A Landmark Expansion of Middle-Class Access

For generations, elite private universities have been effectively off-limits to the American middle class. Tuition at the University of Chicago — consistently ranked among the top research universities in the world — runs more than $65,000 a year. For families earning $150,000, $200,000, even $240,000 a year, that price tag meant years of debt or simply not applying in the first place.

The new policy changes that calculus entirely. Any undergraduate from a household earning under $250,000 will have tuition covered. That threshold covers roughly 60% of all American households by income — a sweeping expansion of who can realistically attend one of the country’s most selective institutions.

What the Policy Actually Covers

The specifics matter. For families earning under $125,000, the university is going even further: tuition, housing, meals, and all fees will be fully covered. That’s a complete, all-inclusive UChicago education at zero cost — no debt, no complicated financial aid calculations, no unpredictable award letters that change year to year.

The old income threshold for free tuition was $125,000. This announcement nearly doubles that ceiling, extending the tuition guarantee to families well into the middle and upper-middle class. UChicago President Paul Alivisatos framed it as a commitment to ensuring that financial barriers no longer determine who gets access to the university’s world-class academic resources.

Building on Years of Financial Aid Growth

This expansion doesn’t come out of nowhere. UChicago already provides more than $225 million in annual financial aid — a figure that has doubled since 2011. The average financial aid package for current undergraduates exceeds $75,000. The university has been quietly building toward this moment for over a decade.

But individual aid packages — even generous ones — come with uncertainty. Families have to reapply each year, income fluctuations can change awards, and the process is opaque. A guaranteed free tuition policy removes all of that. If your family earns under $250,000, the math is simple: you won’t pay tuition.

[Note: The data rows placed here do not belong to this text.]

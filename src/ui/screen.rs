use crossterm::{
    cursor::MoveTo,
    queue,
    terminal::{Clear, ClearType},
};
use std::io::{self, Write};

use crate::types::RefreshConfig;

/// Move the cursor home and wipe the visible screen.
pub fn clear<W: Write>(out: &mut W) -> io::Result<()> {
    queue!(out, MoveTo(0, 0), Clear(ClearType::All))
}

/// Status line shown while waiting for the next refresh.
pub fn banner(config: &RefreshConfig) -> String {
    format!(
        "Watching {} in namespace {} (Ctrl+C to exit)...",
        config.kind, config.namespace
    )
}
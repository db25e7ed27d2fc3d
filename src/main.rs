mod cli;
mod kubernetes;
mod projection;
mod refresh;
mod types;
mod ui;
mod utils;

use clap::Parser;

use cli::Cli;
use kubernetes::KubeSession;
use types::{RefreshConfig, ResourceKind};

#[tokio::main]
async fn main() -> anyhow::Result<()> {
    let cli = Cli::parse();

    // Logs go to stderr so stdout only ever carries tables
    let filter = if cli.verbose { "debug" } else { "info" };
    tracing_subscriber::fmt()
        .with_env_filter(
            tracing_subscriber::EnvFilter::try_from_default_env()
                .unwrap_or_else(|_| tracing_subscriber::EnvFilter::new(filter)),
        )
        .with_target(false)
        .with_writer(std::io::stderr)
        .init();

    let kind = match cli.resource.parse::<ResourceKind>() {
        Ok(kind) => kind,
        Err(e) => {
            println!("{}", e);
            std::process::exit(1);
        }
    };
    let config = RefreshConfig::from_cli(&cli, kind);

    let session = KubeSession::connect(cli.kubeconfig.as_deref(), cli.context.as_deref()).await?;

    let mut stdout = std::io::stdout().lock();
    refresh::run(&session, &config, &mut stdout).await?;
    Ok(())
}
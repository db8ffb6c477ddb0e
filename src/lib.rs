pub mod config;
pub mod database;
pub mod entities;
pub mod init;
pub mod interfaces;
pub mod middleware;
pub mod models;
pub mod routes;
pub mod services;
pub mod utils;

Pressure on Elite Universities Is Working

UChicago isn’t acting in a vacuum. Elite universities have faced mounting scrutiny over cost, access, and whether their stated commitment to diversity and opportunity matches their actual admissions and financial aid practices. Harvard, Princeton, MIT, and others have expanded free tuition programs in recent years. UChicago’s announcement raises the bar significantly — both in the income threshold and in the breadth of what’s covered for lower-income families.

The move also comes as Congress and state legislatures across the country debate student loan forgiveness, college affordability reform, and whether elite private institutions — which sit on billions in endowments — are doing enough to serve students beyond the wealthy. This policy is a direct answer to that pressure.

What This Means for American Students

For high school students across the country, this changes the calculation on one of the most selective universities in the world. A family earning $200,000 a year — solidly middle class in a high cost-of-living city — can now tell their college-bound kid: UChicago is free. No loans, no financial aid anxiety, no compromise on institutional quality. The announcement takes effect in Autumn 2027, giving prospective students time to plan.